- 205 Okunma
- 1 Yorum
- 4 Beğeni
Yaz Gazeteci
Değişiyor zaman dönüşüyor anlayış
Farklı bakma heyecanı taşıyor her yeni gün
Belki bu gün nidaları, hayıflanmaları beklentileri boşa çıkartıyor…
Gündem değişmiyor olaylar aynı, isimler farklı!
Yaz diyor gazeteci…
Var olanları, varoluşçuları
Şarlatanları, hokkabazları
Habersiz habercileri
Susan kalemleri!
Yaz diyor gazeteci;
Tarafsızlığa yemin, tarafa kıble olanları
Çıkara kalem sallayanları
Çıkardan çıkarım sağlayanları
Halkı gözünden çıkaranları!
Yaz diyor gazeteci;
"Neden falancı hakkında haber yapmıyorsun?" diyen adama boyun büken muhabirleri
Onların boynunu büktüren patronları
İnada yazıp İş-Kur kapısında yatanları!
Yaz diyor gazeteci;
İşleri halkı aydınlatmaktan çok köşelerinde kenar mahalle kabadayılıklarını
Tehditleri, ana bellemeleri
Bir yazarsam yer yerinden oynarın oyuncu kurucularını!
Yaz diyor gazeteci;
Seçim vaatlerini
Zamanı gelince hatırlamayan, sözünün sözüm ona erlerini.
Bedava atmanın artık yemediğini...
İçi boş dışı yaldızlı paketlerini!
"İki torbaya oy sattınız.. Ulan" havaları
Kendisinin bedava oy kaygılarını
Bir kez daha deneseniz? ne olurcuları
Deneme tahtası zannedenleri
Yaz diyor gazeteci;
Haksız tutuklamaları
Uzun vade; yargılanmadan yatanları
Kurunun yanında yaş yatanları!
Yaz diyor gazeteci;
Şüpheli ölümleri,
Faali meçhulleri
Copu sırta indirenleri
Direnenleri… Dilenenleri…
Cami önü elinde kap bekleyenleri!
Yaz diyor gazeteci;
Töre cinayetlerini, kadın şiddetini
Şakşakçıları, Mart yalakalarını
Çocuk işçileri
Merdiven altı işleri
Zehir soluyanları
Taşeronları, hastane bahçesinde bin asır nöbete bağlananları!

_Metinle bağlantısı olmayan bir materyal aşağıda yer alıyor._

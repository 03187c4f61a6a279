//! Dict with hash-identity semantics preserving insertion order.
//!
//! Keys are hashed by the language's hash protocol and compared by its
//! equality protocol; both can invoke script code and can raise, which
//! rules out `std` maps. Storage follows the dense-entries design: a
//! `HashTable<usize>` maps key hashes to indices into an insertion-ordered
//! entries vector.
//!
//! Every structural mutation bumps `version`; live iterators snapshot the
//! version and raise `RuntimeError` when it moves under them.

use hashbrown::HashTable;

use crate::context::Context;
use crate::exception::{ExcType, RunResult};
use crate::heap::{HeapData, HeapId};
use crate::value::Value;

#[derive(Debug)]
pub(crate) struct DictEntry {
    pub hash: u64,
    pub key: Value,
    pub value: Value,
}

#[derive(Debug, Default)]
pub(crate) struct Dict {
    indices: HashTable<usize>,
    pub entries: Vec<DictEntry>,
    pub version: u64,
}

impl Dict {
    pub fn new() -> Self {
        Self::default()
    }

    pub fn len(&self) -> usize {
        self.entries.len()
    }

    pub fn is_empty(&self) -> bool {
        self.entries.is_empty()
    }

    pub fn trace(&self, out: &mut Vec<HeapId>) {
        for entry in &self.entries {
            if let Value::Ref(id) = entry.key {
                out.push(id);
            }
            if let Value::Ref(id) = entry.value {
                out.push(id);
            }
        }
    }

    /// Entry indices whose hash matches, in probe order.
    fn candidates(&self, hash: u64) -> Vec<usize> {
        self.indices.iter_hash(hash).copied().collect()
    }

    fn insert_index(&mut self, hash: u64, index: usize) {
        let entries = &self.entries;
        self.indices
            .insert_unique(hash, index, |&i| entries[i].hash);
    }

    fn remove_index(&mut self, hash: u64, index: usize) {
        if let Ok(entry) = self.indices.find_entry(hash, |&i| i == index) {
            entry.remove();
        }
        // Entries after the removed one shift down by one.
        for slot in self.indices.iter_mut() {
            if *slot > index {
                *slot -= 1;
            }
        }
    }
}

/// Looks up `key`, returning its value if present.
pub(crate) fn dict_get(ctx: &mut Context, dict: HeapId, key: Value) -> RunResult<Option<Value>> {
    Ok(dict_find(ctx, dict, key)?.map(|(_, v)| v))
}

/// Inserts or replaces `key`.
pub(crate) fn dict_set(ctx: &mut Context, dict: HeapId, key: Value, value: Value) -> RunResult<()> {
    let hash = crate::bytecode::vm::py_hash(ctx, key)?;
    if let Some(index) = dict_probe(ctx, dict, hash, key)? {
        let HeapData::Dict(d) = ctx.heap.get_mut(dict) else {
            unreachable!("dict id must hold a dict");
        };
        d.entries[index].value = value;
        return Ok(());
    }
    let HeapData::Dict(d) = ctx.heap.get_mut(dict) else {
        unreachable!("dict id must hold a dict");
    };
    let index = d.entries.len();
    d.entries.push(DictEntry { hash, key, value });
    d.insert_index(hash, index);
    d.version += 1;
    Ok(())
}

/// Removes `key`, returning its value if it was present.
pub(crate) fn dict_remove(ctx: &mut Context, dict: HeapId, key: Value) -> RunResult<Option<Value>> {
    let hash = crate::bytecode::vm::py_hash(ctx, key)?;
    let Some(index) = dict_probe(ctx, dict, hash, key)? else {
        return Ok(None);
    };
    let HeapData::Dict(d) = ctx.heap.get_mut(dict) else {
        unreachable!("dict id must hold a dict");
    };
    let entry = d.entries.remove(index);
    d.remove_index(hash, index);
    d.version += 1;
    Ok(Some(entry.value))
}

/// Finds the entry equal to `key`, returning `(index, value)`.
pub(crate) fn dict_find(
    ctx: &mut Context,
    dict: HeapId,
    key: Value,
) -> RunResult<Option<(usize, Value)>> {
    let hash = crate::bytecode::vm::py_hash(ctx, key)?;
    match dict_probe(ctx, dict, hash, key)? {
        Some(index) => {
            let HeapData::Dict(d) = ctx.heap.get(dict) else {
                unreachable!("dict id must hold a dict");
            };
            Ok(Some((index, d.entries[index].value)))
        }
        None => Ok(None),
    }
}

/// Probes for an entry with equal key among the hash's candidates.
///
/// Equality may dispatch to script code, so candidate keys are collected
/// first and the dict borrow released before comparing.
fn dict_probe(ctx: &mut Context, dict: HeapId, hash: u64, key: Value) -> RunResult<Option<usize>> {
    let candidates: Vec<(usize, Value)> = {
        let HeapData::Dict(d) = ctx.heap.get(dict) else {
            unreachable!("dict id must hold a dict");
        };
        d.candidates(hash)
            .into_iter()
            .map(|i| (i, d.entries[i].key))
            .collect()
    };
    for (index, candidate) in candidates {
        if crate::bytecode::vm::py_eq(ctx, key, candidate)? {
            return Ok(Some(index));
        }
    }
    Ok(None)
}

/// Raises the canonical error for a dict mutated while being iterated.
pub(crate) fn dict_changed_error() -> crate::exception::RunError {
    ExcType::runtime_error("dictionary changed size during iteration")
}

Klimalı odaların başhekimlerini!
Yaz diyor gazeteci;
Bizim köyün muhtar adaylarını
Afgan ve Suriyelilerden geriye kaç torba kömür kaldığını
Evi ve arabası olanlara nasıl yardımlar bağlandığını!
Yaz diyor;
Dünü, bugünü…
Banka kuyruklarını…
Zamanın yağ, gaz kuyruklarını…
Kahve önündeki erketeleri…
Karısını reste sürenleri…
Yaz diyor; gazeteci
Et pazarı kuyruğundaki;
Kasketinde salyalı hayvan güdülerini
Morarmış yüzleri, yüz eskitmeyenleri
Utanmayanları, arlanmayanları!
Yaz diyor gazeteci…
Edepsizleri, eblehleri, ebegümecileri
Yaradana sığınanları,
On paraya tespih sayanları,
Milyarlık evlerini, servetlerini
Hacıda, hocada şifa medetlerini…
Mezar üstüne çıkıp yatıra dua ezbercilerini
Kurşun döktürenleri, cumacıları, namazda araba pazarlıklarını!
Yaz diyor gazeteci…
Taş meclisi…
Parasız eğitimi,
Trafiğin anasını belleyenleri,
Belleyenleri görmeyenleri…
Sokakları babasının malı zannedenleri…
Yaz diyor gazeteci
Tramvaya mağlup minibüsleri…
Yollar yürümekle aşınmaza bağlanan en pahalı toplu taşıma araçlarına mahkum edilenleri
Ayakta giden engellileri onları görmeyen körleri!
Yaz diyor gazeteci
Kaçak sigaraları, köşe başı esrarlarını
Parkları fuhuş pazarı evleri batakhaneye çevirenleri
Zalimin zulmünü!
Yaz diyor gazeteci;
Şehri talan edenleri
Üç paraya peşkeş çekenleri
Baronları, simsarları, şarlatanları!
Yaz diyor gazeteci;
Koltuk makamcılarını
Kafasını camdan çıkartmayan belediyecimleri
Açılış teşrifatçılarını
Elde makas kurdele sevdalılarını
İçimdeki ses; yaz diyor gazeteci
Ettiğimiz yeminlere, saydığımız küfürlere
Bir kulp gerekirse diye...
YORUMLAR
Mükemmel bir yazı...Keşke bütün kanalların özellikle de gündüz kuşağında birer saat arayla okunabilse ....Uyanış kadınlarla başlar çünkü....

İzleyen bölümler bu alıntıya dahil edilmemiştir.